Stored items
☆ ☆ ☆
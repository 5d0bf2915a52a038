//! Core error types and traits for rcasum

use thiserror::Error;

/// Result type alias for rcasum operations
pub type RcaResult<T> = Result<T, RcaError>;

/// Unified error trait implemented by [`RcaError`].
///
/// - error_code(): Unique code for programmatic error identification
/// - message(): Human-readable error message
/// - context(): Optional additional context
pub trait UnifiedError: std::error::Error + Send + Sync {
    /// Get the error code for programmatic handling
    fn error_code(&self) -> &str;

    /// Get the human-readable error message
    fn message(&self) -> &str;

    /// Get optional context about the error
    fn context(&self) -> Option<&str> {
        None
    }

    /// Check if this error is likely transient
    fn is_retryable(&self) -> bool {
        false
    }
}

/// Main error type for rcasum
#[derive(Error, Debug, Clone)]
pub enum RcaError {
    /// Configuration related errors
    #[error("Configuration error: {message}")]
    Config {
        message: String,
        context: Option<String>,
    },

    /// Incident store could not be reached or rejected the request
    #[error("Incident source unavailable: {message}")]
    SourceUnavailable {
        message: String,
        url: Option<String>,
        status_code: Option<u16>,
        context: Option<String>,
    },

    /// Resource not found
    #[error("Not found: {message}")]
    NotFound {
        message: String,
        resource_type: Option<String>,
        context: Option<String>,
    },

    /// LLM completion errors
    #[error("LLM error: {message}")]
    Llm {
        message: String,
        provider: Option<String>,
        status_code: Option<u16>,
        context: Option<String>,
    },

    /// Summarization of a specific incident failed
    #[error("Summarization failed for incident {incident_id}: {source}")]
    Summarization {
        incident_id: String,
        #[source]
        source: Box<RcaError>,
    },

    /// SSO token exchange errors
    #[error("Authentication error: {message}")]
    Auth {
        message: String,
        context: Option<String>,
    },

    /// Operation exceeded its deadline
    #[error("Operation timed out after {seconds} seconds")]
    Timeout {
        seconds: u64,
        context: Option<String>,
    },

    /// IO errors
    #[error("IO error: {message}")]
    Io {
        message: String,
        path: Option<String>,
        context: Option<String>,
    },

    /// JSON serialization/deserialization errors
    #[error("JSON error: {message}")]
    Json {
        message: String,
        context: Option<String>,
    },

    /// Invalid input errors
    #[error("Invalid input: {message}")]
    InvalidInput {
        message: String,
        field: Option<String>,
        context: Option<String>,
    },

    /// Generic error with context
    #[error("Error: {message}")]
    Other {
        message: String,
        context: Option<String>,
    },
}

impl RcaError {
    /// Incident id this error is attributed to, if any
    pub fn incident_id(&self) -> Option<&str> {
        match self {
            Self::Summarization { incident_id, .. } => Some(incident_id),
            _ => None,
        }
    }

    /// Innermost cause, unwrapping summarization wrappers
    pub fn root_cause(&self) -> &RcaError {
        match self {
            Self::Summarization { source, .. } => source.root_cause(),
            other => other,
        }
    }
}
☆ ☆ ☆
Your objective |
Output every entry exactly.

Answer below |
repository 5d0bf2915a52a038
//! Core error types and traits for rcasum

use thiserror::Error;

/// Result type alias for rcasum operations
pub type RcaResult<T> = Result<T, RcaError>;

/// Unified error trait implemented by [`RcaError`].
///
/// - error_code(): Unique code for programmatic error identification
/// - message(): Human-readable error message
/// - context(): Optional additional context
pub trait UnifiedError: std::error::Error + Send + Sync {
    /// Get the error code for programmatic handling
    fn error_code(&self) -> &str;

    /// Get the human-readable error message
    fn message(&self) -> &str;

    /// Get optional context about the error
    fn context(&self) -> Option<&str> {
        None
    }

    /// Check if this error is likely transient
    fn is_retryable(&self) -> bool {
        false
    }
}

/// Main error type for rcasum
#[derive(Error, Debug, Clone)]
pub enum RcaError {
    /// Configuration related errors
    #[error("Configuration error: {message}")]
    Config {
        message: String,
        context: Option<String>,
    },

    /// Incident store could not be reached or rejected the request
    #[error("Incident source unavailable: {message}")]
    SourceUnavailable {
        message: String,
        url: Option<String>,
        status_code: Option<u16>,
        context: Option<String>,
    },

    /// Resource not found
    #[error("Not found: {message}")]
    NotFound {
        message: String,
        resource_type: Option<String>,
        context: Option<String>,
    },

    /// LLM completion errors
    #[error("LLM error: {message}")]
    Llm {
        message: String,
        provider: Option<String>,
        status_code: Option<u16>,
        context: Option<String>,
    },

    /// Summarization of a specific incident failed
    #[error("Summarization failed for incident {incident_id}: {source}")]
    Summarization {
        incident_id: String,
        #[source]
        source: Box<RcaError>,
    },

    /// SSO token exchange errors
    #[error("Authentication error: {message}")]
    Auth {
        message: String,
        context: Option<String>,
    },

    /// Operation exceeded its deadline
    #[error("Operation timed out after {seconds} seconds")]
    Timeout {
        seconds: u64,
        context: Option<String>,
    },

    /// IO errors
    #[error("IO error: {message}")]
    Io {
        message: String,
        path: Option<String>,
        context: Option<String>,
    },

    /// JSON serialization/deserialization errors
    #[error("JSON error: {message}")]
    Json {
        message: String,
        context: Option<String>,
    },

    /// Invalid input errors
    #[error("Invalid input: {message}")]
    InvalidInput {
        message: String,
        field: Option<String>,
        context: Option<String>,
    },

    /// Generic error with context
    #[error("Error: {message}")]
    Other {
        message: String,
        context: Option<String>,
    },
}

impl RcaError {
    /// Incident id this error is attributed to, if any
    pub fn incident_id(&self) -> Option<&str> {
        match self {
            Self::Summarization { incident_id, .. } => Some(incident_id),
            _ => None,
        }
    }

    /// Innermost cause, unwrapping summarization wrappers
    pub fn root_cause(&self) -> &RcaError {
        match self {
            Self::Summarization { source, .. } => source.root_cause(),
            other => other,
        }
    }
}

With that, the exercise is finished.